The display unit 706 is used to display information input by the user or information provided to the user. The display unit 706 may include a display panel 7061, and the display panel 7061 may be configured in the form of a liquid crystal display (LCD), an organic light-emitting diode (OLED), etc.

The user input unit 707 may be used to receive inputted numeric or character information, and generate key signal input related to user settings and function control of the terminal. Specifically, the user input unit 707 includes a touch panel 7071 and other input devices 7072. The touch panel 7071, also called a touch screen, can collect user touch operations on or near it (for example, the user uses any suitable objects or accessories such as fingers, stylus, etc.) on the touch panel 7071 or near the touch panel 7071. operating). The touch panel 7071 may include two parts, a touch detection terminal and a touch controller. Among them, the touch detection terminal detects the user's touch position, detects the signal brought by the touch operation, and transmits the signal to the touch controller; the touch controller receives the touch information from the touch detection terminal, converts it into contact coordinates, and then sends it To the processor 710, the command sent by the processor 710 is received and executed. In addition, the touch panel 7071 can be implemented in multiple types such as resistive, capacitive, infrared, and surface acoustic wave. In addition to the touch panel 7071, the user input unit 707 may also include other input devices 7072. Specifically, other input devices 7072 may include, but are not limited to, a physical keyboard, function keys (such as volume control buttons, switch buttons, etc.), trackball, mouse, and joystick, which will not be repeated here.

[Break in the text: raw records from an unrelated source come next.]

// Copyright 2025 eraflo
//
// Licensed under the Apache License, Version 2.0 (the "License");
// you may not use this file except in compliance with the License.
// You may obtain a copy of the License at
//
//     http://www.apache.org/licenses/LICENSE-2.0
//
// Unless required by applicable law or agreed to in writing, software
// distributed under the License is distributed on an "AS IS" BASIS,
// WITHOUT WARRANTIES OR CONDITIONS OF ANY KIND, either express or implied.
// See the License for the specific language governing permissions and
// limitations under the License.

use ember_control::{
    share, Controller, GameState, GameStateManager, GameStateStore, StateCommands, Transparency,
};
use std::sync::atomic::{AtomicBool, AtomicUsize, Ordering};
use std::sync::Arc;
use std::thread;

// --- DUMMY STATES FOR THIS TEST ---

/// Counts its renders and updates.
struct Counter {
    renders: Arc<AtomicUsize>,
    updates: Arc<AtomicUsize>,
    controller: Controller,
}

impl GameState for Counter {
    fn render(&mut self, _: f64) -> anyhow::Result<()> {
        self.renders.fetch_add(1, Ordering::SeqCst);
        Ok(())
    }

    fn update(&mut self, _: f64, _: &StateCommands) -> anyhow::Result<()> {
        self.updates.fetch_add(1, Ordering::SeqCst);
        Ok(())
    }

    fn controller(&mut self) -> &mut Controller {
        &mut self.controller
    }
}

/// Requests the "overlay" on every other update.
struct Toggler {
    ticks: usize,
    controller: Controller,
}

impl GameState for Toggler {
    fn transparency(&self) -> Transparency {
        Transparency::TRANSPARENT
    }

    fn render(&mut self, _: f64) -> anyhow::Result<()> {
        Ok(())
    }

    fn update(&mut self, _: f64, commands: &StateCommands) -> anyhow::Result<()> {
        self.ticks += 1;
        if self.ticks % 2 == 0 {
            commands.push_key("overlay");
        }
        Ok(())
    }

    fn controller(&mut self) -> &mut Controller {
        &mut self.controller
    }
}

/// An overlay that requests one pop per push, on its first update.
struct Overlay {
    armed: bool,
    controller: Controller,
}

impl GameState for Overlay {
    fn on_push(&mut self) {
        self.armed = true;
    }

    fn transparency(&self) -> Transparency {
        Transparency::TRANSPARENT
    }

    fn render(&mut self, _: f64) -> anyhow::Result<()> {
        Ok(())
    }

    fn update(&mut self, _: f64, commands: &StateCommands) -> anyhow::Result<()> {
        if self.armed {
            self.armed = false;
            commands.pop();
        }
        Ok(())
    }

    fn controller(&mut self) -> &mut Controller {
        &mut self.controller
    }
}

/// Counts every render that reaches it after it was popped.
struct Transient {
    popped: bool,
    renders_after_pop: Arc<AtomicUsize>,
    controller: Controller,
}

impl GameState for Transient {
    fn on_pop(&mut self) {
        self.popped = true;
    }

    fn render(&mut self, _: f64) -> anyhow::Result<()> {
        if self.popped {
            self.renders_after_pop.fetch_add(1, Ordering::SeqCst);
        }
        Ok(())
    }

    fn update(&mut self, _: f64, _: &StateCommands) -> anyhow::Result<()> {
        Ok(())
    }

    fn controller(&mut self) -> &mut Controller {
        &mut self.controller
    }
}

#[test]
fn test_stack_transitions_race_with_rendering() {
    // --- 1. ARRANGE ---
    let store = Arc::new(GameStateStore::new());
    store.make_state("overlay", || Overlay {
        armed: false,
        controller: Controller::new(),
    });
    let manager = Arc::new(GameStateManager::new(store));

    let renders = Arc::new(AtomicUsize::new(0));
    let updates = Arc::new(AtomicUsize::new(0));
    manager.push_state(share(Counter {
        renders: Arc::clone(&renders),
        updates: Arc::clone(&updates),
        controller: Controller::new(),
    }));
    manager.push_state(share(Toggler {
        ticks: 0,
        controller: Controller::new(),
    }));

    // --- 2. ACT ---
    // The update thread keeps pushing and popping the overlay while this
    // thread renders the stack.
    let updater = {
        let manager = Arc::clone(&manager);
        thread::spawn(move || {
            for _ in 0..2_000 {
                manager.update(0.025).expect("Update should not fail");
            }
        })
    };
    for _ in 0..2_000 {
        manager.render(0.016).expect("Render should not fail");
    }
    updater.join().expect("Update thread panicked");

    // --- 3. ASSERT ---
    // Every dispatch reaches through the transparent states to the counter.
    assert_eq!(renders.load(Ordering::SeqCst), 2_000);
    assert_eq!(updates.load(Ordering::SeqCst), 2_000);

    // Every pop is matched by an earlier overlay push, so the base states survive.
    let len = manager.len();
    assert!(len >= 2, "Unexpected stack height {len}");
    let live = manager.live_update_states().len();
    assert_eq!(live, len, "All states are transparent for update");
}

#[test]
fn test_live_lists_are_snapshots() {
    // --- 1. ARRANGE ---
    let manager = GameStateManager::default();
    let renders = Arc::new(AtomicUsize::new(0));
    manager.push_state(share(Counter {
        renders: Arc::clone(&renders),
        updates: Arc::new(AtomicUsize::new(0)),
        controller: Controller::new(),
    }));
    let before = manager.live_render_states();

    // --- 2. ACT ---
    manager.drop_state().expect("Stack holds one state");

    // --- 3. ASSERT ---
    assert_eq!(before.len(), 1, "A snapshot keeps its states alive");
    assert!(manager.live_render_states().is_empty());
    manager.render(0.0).expect("Empty stack render is a no-op");
    assert_eq!(renders.load(Ordering::SeqCst), 0);
}

#[test]
fn test_popped_state_is_never_rendered() {
    // --- 1. ARRANGE ---
    let manager = Arc::new(GameStateManager::default());
    let renders_after_pop = Arc::new(AtomicUsize::new(0));
    let done = Arc::new(AtomicBool::new(false));

    // --- 2. ACT ---
    let transitions = {
        let manager = Arc::clone(&manager);
        let renders_after_pop = Arc::clone(&renders_after_pop);
        let done = Arc::clone(&done);
        thread::spawn(move || {
            for _ in 0..20_000 {
                manager.push_state(share(Transient {
                    popped: false,
                    renders_after_pop: Arc::clone(&renders_after_pop),
                    controller: Controller::new(),
                }));
                manager.drop_state().expect("A state was just pushed");
            }
            done.store(true, Ordering::SeqCst);
        })
    };
    let mut frames = 0usize;
    while !done.load(Ordering::SeqCst) {
        manager.render(0.0).expect("Render should not fail");
        frames += 1;
    }
    transitions.join().expect("Transition thread panicked");

    // --- 3. ASSERT ---
    assert!(frames > 0);
    assert_eq!(renders_after_pop.load(Ordering::SeqCst), 0);
    assert!(manager.is_empty());
}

Further, the touch panel 7071 can be overlaid on the display panel 7061. When the touch panel 7071 detects a touch operation on or near it, it transmits it to the processor 710 to determine the type of the touch event. The type of event provides corresponding visual output on the display panel 7061. Although the touch panel 7071 and the display panel 7061 are used as two independent components to realize the input and output functions of the terminal, in some embodiments, the touch panel 7071 and the display panel 7061 can be integrated to realize the input and output of the terminal. The output function is not limited here.

The interface unit 708 is an interface for connecting an external terminal and the terminal 700. For example, the external terminal may include a wired or wireless headset port, an external power source (or battery charger) port, a wired or wireless data port, a memory card port, a port for connecting a terminal with an identification module, audio input/output (I/O) port, video I/O port, headphone port, etc. The interface unit 708 may be used to receive input (for example, data information, power, etc.) from an external terminal and transmit the received input to one or more elements in the terminal 700 or may be used to communicate between the terminal 700 and the external terminal. Transfer data between.

The memory 709 can be used to store software programs and various data. The memory 709 may mainly include a program storage area and a data storage area. The program storage area may store an operating system, an application program required by at least one function (such as a sound playback function, an image playback function, etc.), etc.; Data (such as audio data, phone book, etc.) created by the use of mobile phones. In addition, the memory 709 may include a high-speed random access memory, and may also include a non-volatile memory, such as at least one magnetic disk storage device, a flash memory device, or other volatile solid-state storage devices.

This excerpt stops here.